His duet with Celine Dion, "The Prayer," originally appeared as a solo version (for Celine Dion) in the 1998 animated film Quest for Camelot, and won the Golden Globe for Best Original Song as well as being nominated for an Academy Award for Best Original Song.

==Commercial performance==
Sogno entered the upper reaches of the pop album charts around the world, giving birth to the phenomenon of "Bocellimania".
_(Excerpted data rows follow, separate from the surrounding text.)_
//! Connect once per configured credential and report what the server did.
//!
//! Observational only: no credential is expected to pass or fail.

use crate::config::{Credential, CredentialSweepConfig, Target};
use crate::probe::probe;

use super::PhaseContext;

/// Label for a credential-scoped check.
fn user_label(credential: &Credential) -> String {
    format!("user '{}'", credential.username)
}

/// Returns how many credentials the server accepted.
pub async fn credential_sweep(ctx: &PhaseContext<'_>, config: &CredentialSweepConfig) -> usize {
    let mut accepted = 0;

    for credential in &config.users {
        let target = Target {
            endpoint: config.endpoint.clone(),
            database: config.database.clone(),
            credential: credential.clone(),
        };
        ctx.output
            .verbose(&format!("credentials: probing {}", target.display()));

        let outcome = probe(
            ctx.connector,
            ctx.reporter.as_ref(),
            &user_label(credential),
            &target,
            &[],
        )
        .await;
        if outcome.connected {
            accepted += 1;
        }
    }

    accepted
}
The album sold 2.5 million copies in the United States, and over 10 million copies worldwide.

==Track listing==

Sogno
| No. | Title | Writer(s) | Length |
|---|---|---|---|
| 1. | "Canto della terra" | Francesco Sartori; Lucio Quarantotto; | 4:02 |
| 2. | "The Prayer" (feat. Céline Dion) | David Foster; Carole Bayer Sager; | 4:30 |
| 3. | "Sogno" | Giuseppe Francesco Servillo; Giuseppe Vessicchio; | 4:03 |
| 4. | "'O mare e tu" (feat. Dulce Pontes) | Enzo Gragnaniello | 4:36 |
| 5. | "A volte il cuore" | Piero Marras | 4:44 |
| 6. | "Cantico" | Mauro Malavasi; Pierpaolo Guerrini; Bocelli; | 4:01 |
| 7. | "Mai più così lontano" | Malavasi | 4:20 |
| 8. | "Immenso" | Sartori; Quarantotto; | 4:51 |
| 9. | "Nel cuore lei" (feat. Eros Ramazzotti) | Bruno Zambrini; Dedo Cogliati; | 3:48 |
| 10. | "Tremo e t'amo" | Tullio Ferro; Servillo; | 4:51 |
| 11. | "I love Rossini" | Patrick Abrial; Servillo; | 3:56 |
| 12. | "Un canto" | Ennio Morricone; Sergio Bardotti; | 4:35 |
| 13. | "Come un fiume tu" | Morricone; Quarantotto; | 4:47 |
| 14. | "A mio padre (6 maggio 1992)" | Malavasi; Bocelli; | 4:00 |
| Total length: |  |  | 61:04 |

==Charts==

===Weekly charts===

| Chart (1999–2001) | Peak position |
|---|---|
| Australian Albums (ARIA) | 3 |
| Austrian Albums (Ö3 Austria) | 3 |
| Belgian Albums (Ultratop Flanders) | 4 |
| Belgian Albums (Ultratop Wallonia) | 2 |
| Canadian Albums (Billboard) | 1 |
| Dutch Albums (Album Top 100) | 1 |
| Finnish Albums (Suomen virallinen lista) | 4 |
| French Albums (SNEP) | 2 |
| German Albums (Offizielle Top 100) | 6 |
| Hungarian Albums (MAHASZ) | 5 |
| Irish Albums (IRMA) | 61 |
| New Zealand Albums (RMNZ) | 3 |
| Norwegian Albums (VG-lista) | 2 |
| Portuguese Albums (AFP) | 1 |
| Scottish Albums (Official Charts) | 35 |
| Swedish Albums (Sverigetopplistan) | 1 |
| Swiss Albums (Schweizer Hitparade) | 1 |
| UK Albums (Official Charts) | 4 |
| US Billboard 200 | 4 |

===Year-end charts===

| Chart (1999) | Position |
|---|---|
| Australian Albums (ARIA) | 27 |
| Austrian Albums (Ö3 Austria) | 26 |
| Belgian Albums (Ultratop Flanders) | 35 |
| Belgian Albums (Ultratop Wallonia) | 14 |
| Dutch Albums (Album Top 100) | 1 |
| French Albums (SNEP) | 42 |
| German Albums (Offizielle Top 100) | 65 |
| Swiss Albums (Schweizer Hitparade) | 21 |
| UK Albums (OCC) | 45 |
| US Billboard 200 | 62 |

| Chart (2000) | Position |
|---|---|
| Canadian Albums (Nielsen SoundScan) | 166 |
| Dutch Albums (Album Top 100) | 22 |
| South Korean International Albums (MIAK) | 16 |
| US Billboard 200 | 176 |

==Certifications and sales==

| Region | Certification | Certified units/sales |
| Argentina (CAPIF) | Gold | 30,000^{^} |
| Argentina (CAPIF) Spanish version | Gold | 30,000^{^} |
| Australia (ARIA) | 2× Platinum | 140,000^{^} |
| Austria (IFPI Austria) | Gold | 25,000^{*} |
| Belgium (BRMA) | Gold | 25,000^{*} |
| Brazil (Pro-Música Brasil) | Gold | 100,000^{*} |
| Canada (Music Canada) | 5× Platinum | 500,000^{^} |
| France (SNEP) | 2× Gold | 200,000^{*} |
| Germany (BVMI) | Gold | 250,000^{^} |
| Greece (IFPI Greece) | Gold | 15,000^{^} |
| Italy | — | 405,000 |
| Mexico (AMPROFON) Spanish version | Gold | 75,000^{^} |
| Netherlands (NVPI) | 2× Platinum | 200,000^{^} |
| New Zealand (RMNZ) | 2× Platinum | 30,000^{^} |
| Norway (IFPI Norway) | 2× Platinum | 100,000^{‡} |
| Poland (ZPAV) | Gold | 50,000^{*} |
| Spain (Promusicae) | Gold | 50,000^{^} |
| Sweden (GLF) | Gold | 40,000^{^} |
| Switzerland (IFPI Switzerland) | 2× Platinum | 100,000^{^} |
| United Kingdom (BPI) | Platinum | 300,000^{^} |
| United States (RIAA) | 2× Platinum | 2,000,000^{^} |
Summaries
| Europe (IFPI) | 2× Platinum | 2,000,000^{*} |
| Worldwide | — | 10,000,000 |
^{*} Sales figures based on certification alone. ^{^} Shipments figures based on certification alone. ^{‡} Sales+streaming figures based on certification alone.